* **INSTRUCTIONS TO FOLLOW**
For the data below, give again exactly the lines from the one containing "pub struct TextLine<'a>" through the one containing "let budget = self.budget.get();", both ends included, and no others.

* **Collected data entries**
□ □ □ □

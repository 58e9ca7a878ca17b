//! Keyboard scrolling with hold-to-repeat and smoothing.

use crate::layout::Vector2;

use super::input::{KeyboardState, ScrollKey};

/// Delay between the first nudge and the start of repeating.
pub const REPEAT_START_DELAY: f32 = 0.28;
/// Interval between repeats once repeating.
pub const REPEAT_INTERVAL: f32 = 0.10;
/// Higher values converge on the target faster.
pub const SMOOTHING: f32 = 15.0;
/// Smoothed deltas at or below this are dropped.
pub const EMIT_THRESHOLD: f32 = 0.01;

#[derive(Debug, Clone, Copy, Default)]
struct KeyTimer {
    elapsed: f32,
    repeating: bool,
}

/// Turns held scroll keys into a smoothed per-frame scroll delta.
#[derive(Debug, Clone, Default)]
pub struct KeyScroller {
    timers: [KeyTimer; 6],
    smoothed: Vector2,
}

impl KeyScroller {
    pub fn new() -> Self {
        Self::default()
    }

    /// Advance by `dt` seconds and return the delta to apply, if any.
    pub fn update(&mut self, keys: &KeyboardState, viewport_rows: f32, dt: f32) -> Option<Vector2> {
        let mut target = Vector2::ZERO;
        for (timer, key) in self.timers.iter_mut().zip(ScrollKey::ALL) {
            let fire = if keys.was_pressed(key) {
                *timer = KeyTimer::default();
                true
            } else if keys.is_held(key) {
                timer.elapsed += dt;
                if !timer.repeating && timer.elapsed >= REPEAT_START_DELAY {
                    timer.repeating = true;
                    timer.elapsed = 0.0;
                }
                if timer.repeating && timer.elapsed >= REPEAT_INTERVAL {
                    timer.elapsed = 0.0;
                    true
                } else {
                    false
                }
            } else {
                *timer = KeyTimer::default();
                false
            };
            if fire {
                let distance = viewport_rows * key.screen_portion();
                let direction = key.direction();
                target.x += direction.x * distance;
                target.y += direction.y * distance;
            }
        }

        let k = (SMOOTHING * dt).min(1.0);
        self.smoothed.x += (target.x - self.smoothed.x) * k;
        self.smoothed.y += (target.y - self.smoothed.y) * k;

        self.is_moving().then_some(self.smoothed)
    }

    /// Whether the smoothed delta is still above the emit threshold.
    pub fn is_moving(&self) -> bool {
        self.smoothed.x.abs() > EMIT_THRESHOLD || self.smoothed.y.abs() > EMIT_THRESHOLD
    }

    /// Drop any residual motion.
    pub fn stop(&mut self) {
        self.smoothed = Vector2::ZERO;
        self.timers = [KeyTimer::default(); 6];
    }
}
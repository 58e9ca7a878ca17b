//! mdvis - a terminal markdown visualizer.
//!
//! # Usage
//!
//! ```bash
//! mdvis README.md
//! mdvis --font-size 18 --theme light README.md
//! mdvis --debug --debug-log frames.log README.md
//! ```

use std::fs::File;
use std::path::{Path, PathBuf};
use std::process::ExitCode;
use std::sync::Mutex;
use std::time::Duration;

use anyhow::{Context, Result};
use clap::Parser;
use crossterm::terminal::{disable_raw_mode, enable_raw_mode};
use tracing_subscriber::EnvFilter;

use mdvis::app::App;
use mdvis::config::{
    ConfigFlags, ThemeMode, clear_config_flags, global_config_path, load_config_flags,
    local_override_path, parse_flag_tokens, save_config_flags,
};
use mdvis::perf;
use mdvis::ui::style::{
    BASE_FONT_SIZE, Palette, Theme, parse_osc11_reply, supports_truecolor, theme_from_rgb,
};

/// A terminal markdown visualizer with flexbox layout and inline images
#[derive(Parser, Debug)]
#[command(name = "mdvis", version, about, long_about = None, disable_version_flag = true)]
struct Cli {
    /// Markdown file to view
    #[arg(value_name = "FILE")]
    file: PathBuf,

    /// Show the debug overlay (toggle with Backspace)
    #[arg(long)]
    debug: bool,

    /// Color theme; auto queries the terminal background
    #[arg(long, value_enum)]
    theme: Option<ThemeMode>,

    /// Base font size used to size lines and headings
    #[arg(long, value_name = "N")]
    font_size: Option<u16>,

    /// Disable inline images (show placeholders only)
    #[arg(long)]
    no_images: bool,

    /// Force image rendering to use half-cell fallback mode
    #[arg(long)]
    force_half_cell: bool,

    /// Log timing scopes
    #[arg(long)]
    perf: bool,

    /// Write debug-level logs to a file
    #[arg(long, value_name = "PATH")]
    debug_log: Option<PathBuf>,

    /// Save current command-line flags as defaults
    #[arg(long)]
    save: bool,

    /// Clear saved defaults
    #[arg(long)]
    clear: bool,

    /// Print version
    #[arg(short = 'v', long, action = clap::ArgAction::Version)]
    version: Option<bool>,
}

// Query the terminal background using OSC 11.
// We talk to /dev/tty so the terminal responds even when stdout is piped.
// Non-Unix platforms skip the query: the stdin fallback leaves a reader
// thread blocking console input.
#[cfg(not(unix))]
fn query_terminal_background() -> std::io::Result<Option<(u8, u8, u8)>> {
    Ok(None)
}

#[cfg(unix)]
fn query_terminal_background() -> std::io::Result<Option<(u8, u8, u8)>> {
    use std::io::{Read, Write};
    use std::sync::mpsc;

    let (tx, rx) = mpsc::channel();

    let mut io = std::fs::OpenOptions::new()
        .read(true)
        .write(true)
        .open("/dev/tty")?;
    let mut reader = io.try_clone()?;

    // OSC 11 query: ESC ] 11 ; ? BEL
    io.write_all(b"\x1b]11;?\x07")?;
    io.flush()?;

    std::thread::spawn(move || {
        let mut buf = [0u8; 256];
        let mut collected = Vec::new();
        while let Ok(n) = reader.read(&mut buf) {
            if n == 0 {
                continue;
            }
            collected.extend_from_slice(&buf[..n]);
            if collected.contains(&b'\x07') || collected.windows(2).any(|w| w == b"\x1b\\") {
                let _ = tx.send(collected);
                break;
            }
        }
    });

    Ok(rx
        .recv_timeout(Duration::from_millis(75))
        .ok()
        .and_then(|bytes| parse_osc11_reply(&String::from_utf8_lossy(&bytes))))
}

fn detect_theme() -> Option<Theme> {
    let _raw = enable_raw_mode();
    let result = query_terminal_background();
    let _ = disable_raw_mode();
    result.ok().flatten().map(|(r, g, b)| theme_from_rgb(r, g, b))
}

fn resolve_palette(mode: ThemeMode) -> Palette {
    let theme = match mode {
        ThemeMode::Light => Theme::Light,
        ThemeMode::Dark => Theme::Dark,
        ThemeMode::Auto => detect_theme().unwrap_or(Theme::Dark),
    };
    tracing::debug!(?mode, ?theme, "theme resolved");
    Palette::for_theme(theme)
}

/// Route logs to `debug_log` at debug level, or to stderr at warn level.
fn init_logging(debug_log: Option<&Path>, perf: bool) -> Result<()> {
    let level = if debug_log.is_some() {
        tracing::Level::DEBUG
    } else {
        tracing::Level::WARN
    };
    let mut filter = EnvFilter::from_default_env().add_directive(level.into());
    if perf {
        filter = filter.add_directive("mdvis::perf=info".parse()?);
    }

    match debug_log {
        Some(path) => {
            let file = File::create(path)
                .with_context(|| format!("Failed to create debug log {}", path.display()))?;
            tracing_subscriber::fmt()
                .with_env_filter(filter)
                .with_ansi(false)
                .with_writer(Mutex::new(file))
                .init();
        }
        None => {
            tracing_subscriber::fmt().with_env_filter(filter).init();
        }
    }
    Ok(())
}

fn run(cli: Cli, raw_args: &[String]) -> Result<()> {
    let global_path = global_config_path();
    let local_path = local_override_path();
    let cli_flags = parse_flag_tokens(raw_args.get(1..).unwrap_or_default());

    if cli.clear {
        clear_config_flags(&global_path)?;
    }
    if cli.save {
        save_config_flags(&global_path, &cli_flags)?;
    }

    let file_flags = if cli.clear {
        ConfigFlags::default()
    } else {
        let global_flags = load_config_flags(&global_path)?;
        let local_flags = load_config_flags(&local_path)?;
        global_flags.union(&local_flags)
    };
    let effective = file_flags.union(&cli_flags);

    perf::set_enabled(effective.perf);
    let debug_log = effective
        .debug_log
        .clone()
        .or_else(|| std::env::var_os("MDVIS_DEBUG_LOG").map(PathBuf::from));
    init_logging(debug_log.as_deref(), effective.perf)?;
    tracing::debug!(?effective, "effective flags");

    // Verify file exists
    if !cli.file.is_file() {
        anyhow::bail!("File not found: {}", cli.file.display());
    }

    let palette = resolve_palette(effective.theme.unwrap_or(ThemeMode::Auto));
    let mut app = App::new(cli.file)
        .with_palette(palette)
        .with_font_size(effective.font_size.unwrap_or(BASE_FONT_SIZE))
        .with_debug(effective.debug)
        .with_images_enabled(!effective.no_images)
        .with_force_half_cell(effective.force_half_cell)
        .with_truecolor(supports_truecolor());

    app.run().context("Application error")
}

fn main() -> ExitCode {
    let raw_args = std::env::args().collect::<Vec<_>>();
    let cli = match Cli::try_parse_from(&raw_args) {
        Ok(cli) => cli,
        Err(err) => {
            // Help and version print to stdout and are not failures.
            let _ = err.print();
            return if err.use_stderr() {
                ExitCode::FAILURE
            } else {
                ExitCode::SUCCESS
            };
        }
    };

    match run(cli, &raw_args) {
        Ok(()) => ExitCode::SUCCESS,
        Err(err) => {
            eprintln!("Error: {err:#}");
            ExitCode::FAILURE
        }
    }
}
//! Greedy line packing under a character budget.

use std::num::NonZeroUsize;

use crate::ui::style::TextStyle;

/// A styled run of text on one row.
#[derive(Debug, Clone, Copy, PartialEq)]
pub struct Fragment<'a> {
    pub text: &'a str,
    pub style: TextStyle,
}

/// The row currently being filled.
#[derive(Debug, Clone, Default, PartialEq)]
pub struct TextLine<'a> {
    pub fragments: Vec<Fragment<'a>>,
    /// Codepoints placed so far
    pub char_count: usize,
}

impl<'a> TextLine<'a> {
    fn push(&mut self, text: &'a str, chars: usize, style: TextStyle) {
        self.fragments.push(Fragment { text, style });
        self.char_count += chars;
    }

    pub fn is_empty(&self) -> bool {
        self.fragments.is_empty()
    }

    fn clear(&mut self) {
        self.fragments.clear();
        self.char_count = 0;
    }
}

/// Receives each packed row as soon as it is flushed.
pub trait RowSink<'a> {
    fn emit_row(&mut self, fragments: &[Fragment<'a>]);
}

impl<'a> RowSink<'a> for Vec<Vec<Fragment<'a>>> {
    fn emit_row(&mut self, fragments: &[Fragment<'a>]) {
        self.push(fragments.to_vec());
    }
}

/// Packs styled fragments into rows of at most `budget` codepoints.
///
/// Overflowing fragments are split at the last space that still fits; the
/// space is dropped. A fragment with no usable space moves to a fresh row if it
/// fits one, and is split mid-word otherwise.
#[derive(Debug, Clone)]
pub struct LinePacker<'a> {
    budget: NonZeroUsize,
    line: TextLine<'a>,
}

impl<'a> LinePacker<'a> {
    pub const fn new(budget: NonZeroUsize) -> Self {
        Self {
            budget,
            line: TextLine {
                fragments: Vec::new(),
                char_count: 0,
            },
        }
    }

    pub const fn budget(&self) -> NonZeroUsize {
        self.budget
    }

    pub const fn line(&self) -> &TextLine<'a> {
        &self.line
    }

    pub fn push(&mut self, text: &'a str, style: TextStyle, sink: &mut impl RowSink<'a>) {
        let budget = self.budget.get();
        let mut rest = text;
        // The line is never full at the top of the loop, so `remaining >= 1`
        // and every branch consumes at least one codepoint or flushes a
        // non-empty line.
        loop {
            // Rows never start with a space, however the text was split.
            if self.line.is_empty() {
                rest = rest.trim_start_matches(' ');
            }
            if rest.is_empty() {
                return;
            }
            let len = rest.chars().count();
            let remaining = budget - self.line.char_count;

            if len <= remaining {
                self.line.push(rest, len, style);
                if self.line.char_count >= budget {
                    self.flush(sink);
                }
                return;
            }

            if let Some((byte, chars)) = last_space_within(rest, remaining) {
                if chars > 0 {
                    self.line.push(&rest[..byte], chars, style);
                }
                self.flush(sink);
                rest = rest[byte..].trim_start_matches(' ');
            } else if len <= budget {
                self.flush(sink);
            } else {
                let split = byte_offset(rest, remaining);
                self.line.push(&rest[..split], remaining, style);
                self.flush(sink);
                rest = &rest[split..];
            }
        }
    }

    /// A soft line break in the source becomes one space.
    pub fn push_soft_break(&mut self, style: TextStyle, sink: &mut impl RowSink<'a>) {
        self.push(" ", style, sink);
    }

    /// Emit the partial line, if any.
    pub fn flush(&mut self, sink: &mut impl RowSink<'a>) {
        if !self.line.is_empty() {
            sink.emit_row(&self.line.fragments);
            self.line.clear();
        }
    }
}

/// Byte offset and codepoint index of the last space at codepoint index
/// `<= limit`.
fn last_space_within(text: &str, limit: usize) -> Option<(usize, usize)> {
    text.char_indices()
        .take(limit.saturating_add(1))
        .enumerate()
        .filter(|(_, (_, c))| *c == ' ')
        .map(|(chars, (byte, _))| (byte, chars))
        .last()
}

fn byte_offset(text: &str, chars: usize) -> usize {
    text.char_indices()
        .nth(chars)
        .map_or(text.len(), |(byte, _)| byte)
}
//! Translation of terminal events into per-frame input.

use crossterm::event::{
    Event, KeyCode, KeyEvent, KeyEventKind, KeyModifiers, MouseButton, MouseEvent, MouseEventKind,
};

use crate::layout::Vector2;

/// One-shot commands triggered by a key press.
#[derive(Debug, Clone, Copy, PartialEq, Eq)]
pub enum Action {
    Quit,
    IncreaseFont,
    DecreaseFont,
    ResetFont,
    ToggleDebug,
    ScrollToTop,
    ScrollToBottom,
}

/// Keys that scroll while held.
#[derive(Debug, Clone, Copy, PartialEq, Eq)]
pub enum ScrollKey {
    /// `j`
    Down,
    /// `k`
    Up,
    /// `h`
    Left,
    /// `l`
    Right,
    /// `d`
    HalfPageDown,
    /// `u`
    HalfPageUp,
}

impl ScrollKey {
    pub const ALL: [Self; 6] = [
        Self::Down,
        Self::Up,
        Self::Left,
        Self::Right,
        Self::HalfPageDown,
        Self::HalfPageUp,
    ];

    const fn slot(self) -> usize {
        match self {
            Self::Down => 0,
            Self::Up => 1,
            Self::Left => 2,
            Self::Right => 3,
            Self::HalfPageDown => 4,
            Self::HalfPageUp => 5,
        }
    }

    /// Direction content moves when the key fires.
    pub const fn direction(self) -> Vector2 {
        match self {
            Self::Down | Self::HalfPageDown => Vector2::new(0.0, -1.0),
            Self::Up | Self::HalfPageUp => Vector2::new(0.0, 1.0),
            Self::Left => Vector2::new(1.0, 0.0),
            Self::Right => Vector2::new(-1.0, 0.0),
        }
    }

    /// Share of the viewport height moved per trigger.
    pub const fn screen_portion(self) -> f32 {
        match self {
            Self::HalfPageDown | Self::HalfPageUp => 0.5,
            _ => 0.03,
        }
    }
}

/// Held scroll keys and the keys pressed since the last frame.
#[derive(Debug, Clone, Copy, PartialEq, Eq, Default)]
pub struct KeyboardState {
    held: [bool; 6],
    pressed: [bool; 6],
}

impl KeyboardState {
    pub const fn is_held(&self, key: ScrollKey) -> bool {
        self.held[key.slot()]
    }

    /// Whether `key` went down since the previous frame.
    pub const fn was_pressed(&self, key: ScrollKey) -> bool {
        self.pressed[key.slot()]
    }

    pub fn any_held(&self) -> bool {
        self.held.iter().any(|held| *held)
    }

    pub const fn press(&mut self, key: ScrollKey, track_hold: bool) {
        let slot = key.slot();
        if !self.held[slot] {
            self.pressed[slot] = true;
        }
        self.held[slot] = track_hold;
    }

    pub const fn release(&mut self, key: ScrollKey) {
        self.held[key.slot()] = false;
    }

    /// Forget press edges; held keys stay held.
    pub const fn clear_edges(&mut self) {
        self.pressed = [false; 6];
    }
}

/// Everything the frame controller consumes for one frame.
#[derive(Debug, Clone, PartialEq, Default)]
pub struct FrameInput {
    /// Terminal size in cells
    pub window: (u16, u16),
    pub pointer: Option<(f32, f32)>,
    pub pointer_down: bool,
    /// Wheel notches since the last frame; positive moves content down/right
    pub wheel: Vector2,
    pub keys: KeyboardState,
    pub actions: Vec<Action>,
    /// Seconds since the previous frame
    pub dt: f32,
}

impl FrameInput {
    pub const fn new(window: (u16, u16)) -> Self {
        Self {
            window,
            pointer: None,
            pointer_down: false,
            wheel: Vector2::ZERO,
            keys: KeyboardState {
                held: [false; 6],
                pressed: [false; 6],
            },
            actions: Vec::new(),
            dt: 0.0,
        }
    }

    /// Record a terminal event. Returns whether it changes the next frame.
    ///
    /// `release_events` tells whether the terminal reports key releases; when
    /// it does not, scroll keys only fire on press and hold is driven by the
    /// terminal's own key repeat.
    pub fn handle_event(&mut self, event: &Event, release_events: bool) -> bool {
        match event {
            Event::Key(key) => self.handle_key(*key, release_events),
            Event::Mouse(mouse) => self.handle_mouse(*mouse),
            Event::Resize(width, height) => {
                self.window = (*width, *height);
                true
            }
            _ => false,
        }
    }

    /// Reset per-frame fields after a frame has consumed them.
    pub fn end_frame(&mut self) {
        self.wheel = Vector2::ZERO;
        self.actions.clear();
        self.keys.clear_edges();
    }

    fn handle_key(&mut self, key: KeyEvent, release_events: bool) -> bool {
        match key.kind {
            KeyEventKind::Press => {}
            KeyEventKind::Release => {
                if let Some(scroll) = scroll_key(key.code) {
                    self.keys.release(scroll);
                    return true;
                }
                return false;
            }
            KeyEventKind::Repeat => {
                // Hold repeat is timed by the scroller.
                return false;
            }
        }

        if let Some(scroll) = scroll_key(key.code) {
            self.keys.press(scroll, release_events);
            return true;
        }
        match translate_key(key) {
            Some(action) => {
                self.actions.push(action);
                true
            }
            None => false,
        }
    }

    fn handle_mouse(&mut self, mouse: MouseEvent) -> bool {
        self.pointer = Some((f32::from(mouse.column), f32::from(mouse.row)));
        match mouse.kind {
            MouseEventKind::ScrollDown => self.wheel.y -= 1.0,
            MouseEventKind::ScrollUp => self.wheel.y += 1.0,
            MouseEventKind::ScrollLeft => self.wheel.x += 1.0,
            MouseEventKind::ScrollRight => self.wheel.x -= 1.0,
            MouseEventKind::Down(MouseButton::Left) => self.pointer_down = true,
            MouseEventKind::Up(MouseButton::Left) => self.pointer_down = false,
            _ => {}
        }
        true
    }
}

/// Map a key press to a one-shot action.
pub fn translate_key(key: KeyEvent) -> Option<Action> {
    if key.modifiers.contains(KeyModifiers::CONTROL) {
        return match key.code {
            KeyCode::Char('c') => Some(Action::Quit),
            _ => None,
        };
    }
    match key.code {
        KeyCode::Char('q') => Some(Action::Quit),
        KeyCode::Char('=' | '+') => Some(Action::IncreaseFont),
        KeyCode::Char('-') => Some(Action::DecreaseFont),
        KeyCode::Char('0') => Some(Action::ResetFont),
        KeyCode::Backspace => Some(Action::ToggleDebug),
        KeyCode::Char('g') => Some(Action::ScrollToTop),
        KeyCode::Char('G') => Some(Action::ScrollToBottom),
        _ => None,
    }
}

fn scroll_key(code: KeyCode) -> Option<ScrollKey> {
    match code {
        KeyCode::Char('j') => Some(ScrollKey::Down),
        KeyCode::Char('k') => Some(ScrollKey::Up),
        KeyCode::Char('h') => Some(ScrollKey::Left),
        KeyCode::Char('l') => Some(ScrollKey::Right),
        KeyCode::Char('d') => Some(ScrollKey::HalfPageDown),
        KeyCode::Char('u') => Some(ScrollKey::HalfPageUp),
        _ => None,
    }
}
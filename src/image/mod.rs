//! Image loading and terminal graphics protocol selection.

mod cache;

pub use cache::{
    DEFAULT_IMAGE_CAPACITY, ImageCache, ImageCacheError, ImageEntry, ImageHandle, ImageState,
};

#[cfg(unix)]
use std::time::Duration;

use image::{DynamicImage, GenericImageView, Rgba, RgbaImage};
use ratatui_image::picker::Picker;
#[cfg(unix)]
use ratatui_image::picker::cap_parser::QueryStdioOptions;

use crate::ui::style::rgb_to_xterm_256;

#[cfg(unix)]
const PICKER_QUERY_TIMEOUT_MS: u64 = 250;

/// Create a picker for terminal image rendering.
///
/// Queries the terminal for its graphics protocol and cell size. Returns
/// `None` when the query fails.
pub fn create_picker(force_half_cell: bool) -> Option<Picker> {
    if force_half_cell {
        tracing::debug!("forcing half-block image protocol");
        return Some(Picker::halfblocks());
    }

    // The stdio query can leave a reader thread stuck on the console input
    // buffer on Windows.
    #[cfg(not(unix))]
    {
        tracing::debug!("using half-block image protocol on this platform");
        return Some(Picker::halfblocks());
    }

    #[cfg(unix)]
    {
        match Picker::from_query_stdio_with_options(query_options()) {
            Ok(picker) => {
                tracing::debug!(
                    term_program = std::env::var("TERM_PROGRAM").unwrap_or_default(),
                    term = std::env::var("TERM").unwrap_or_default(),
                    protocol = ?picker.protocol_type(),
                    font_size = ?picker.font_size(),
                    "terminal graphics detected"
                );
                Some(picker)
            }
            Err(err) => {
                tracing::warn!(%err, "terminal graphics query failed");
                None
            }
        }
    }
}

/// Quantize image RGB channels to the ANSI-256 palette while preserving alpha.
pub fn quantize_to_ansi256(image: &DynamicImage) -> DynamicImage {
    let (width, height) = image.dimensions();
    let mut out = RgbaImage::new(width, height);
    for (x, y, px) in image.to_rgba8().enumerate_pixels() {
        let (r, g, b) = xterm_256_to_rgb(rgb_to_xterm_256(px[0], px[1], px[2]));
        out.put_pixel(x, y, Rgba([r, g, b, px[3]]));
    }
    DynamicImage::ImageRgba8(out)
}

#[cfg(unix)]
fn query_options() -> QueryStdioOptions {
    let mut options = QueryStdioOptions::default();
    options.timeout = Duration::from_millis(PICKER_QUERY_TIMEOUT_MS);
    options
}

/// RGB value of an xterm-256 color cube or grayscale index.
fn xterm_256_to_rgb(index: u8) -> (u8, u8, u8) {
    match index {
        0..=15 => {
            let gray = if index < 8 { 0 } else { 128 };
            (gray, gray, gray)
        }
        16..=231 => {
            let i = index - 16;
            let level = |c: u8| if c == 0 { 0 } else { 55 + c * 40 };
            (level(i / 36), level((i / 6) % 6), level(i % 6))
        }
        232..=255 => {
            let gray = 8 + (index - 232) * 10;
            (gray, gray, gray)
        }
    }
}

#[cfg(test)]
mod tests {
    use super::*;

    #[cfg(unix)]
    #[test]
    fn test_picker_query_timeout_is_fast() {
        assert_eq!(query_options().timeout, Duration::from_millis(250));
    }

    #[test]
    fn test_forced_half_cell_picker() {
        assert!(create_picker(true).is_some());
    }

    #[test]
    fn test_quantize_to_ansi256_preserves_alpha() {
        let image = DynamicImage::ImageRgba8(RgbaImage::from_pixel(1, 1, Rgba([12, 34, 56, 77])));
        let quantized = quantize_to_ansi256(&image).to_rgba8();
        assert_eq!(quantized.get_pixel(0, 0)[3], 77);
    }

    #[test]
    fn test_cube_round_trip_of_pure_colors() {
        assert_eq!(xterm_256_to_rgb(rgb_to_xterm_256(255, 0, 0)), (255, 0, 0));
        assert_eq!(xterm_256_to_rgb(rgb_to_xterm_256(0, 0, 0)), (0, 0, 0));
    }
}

□ □ □ □

* **THE COMPLETED TASK**
pub struct TextLine<'a> {
    pub fragments: Vec<Fragment<'a>>,
    /// Codepoints placed so far
    pub char_count: usize,
}

impl<'a> TextLine<'a> {
    fn push(&mut self, text: &'a str, chars: usize, style: TextStyle) {
        self.fragments.push(Fragment { text, style });
        self.char_count += chars;
    }

    pub fn is_empty(&self) -> bool {
        self.fragments.is_empty()
    }

    fn clear(&mut self) {
        self.fragments.clear();
        self.char_count = 0;
    }
}

/// Receives each packed row as soon as it is flushed.
pub trait RowSink<'a> {
    fn emit_row(&mut self, fragments: &[Fragment<'a>]);
}

impl<'a> RowSink<'a> for Vec<Vec<Fragment<'a>>> {
    fn emit_row(&mut self, fragments: &[Fragment<'a>]) {
        self.push(fragments.to_vec());
    }
}

/// Packs styled fragments into rows of at most `budget` codepoints.
///
/// Overflowing fragments are split at the last space that still fits; the
/// space is dropped. A fragment with no usable space moves to a fresh row if it
/// fits one, and is split mid-word otherwise.
#[derive(Debug, Clone)]
pub struct LinePacker<'a> {
    budget: NonZeroUsize,
    line: TextLine<'a>,
}

impl<'a> LinePacker<'a> {
    pub const fn new(budget: NonZeroUsize) -> Self {
        Self {
            budget,
            line: TextLine {
                fragments: Vec::new(),
                char_count: 0,
            },
        }
    }

    pub const fn budget(&self) -> NonZeroUsize {
        self.budget
    }

    pub const fn line(&self) -> &TextLine<'a> {
        &self.line
    }

    pub fn push(&mut self, text: &'a str, style: TextStyle, sink: &mut impl RowSink<'a>) {
        let budget = self.budget.get();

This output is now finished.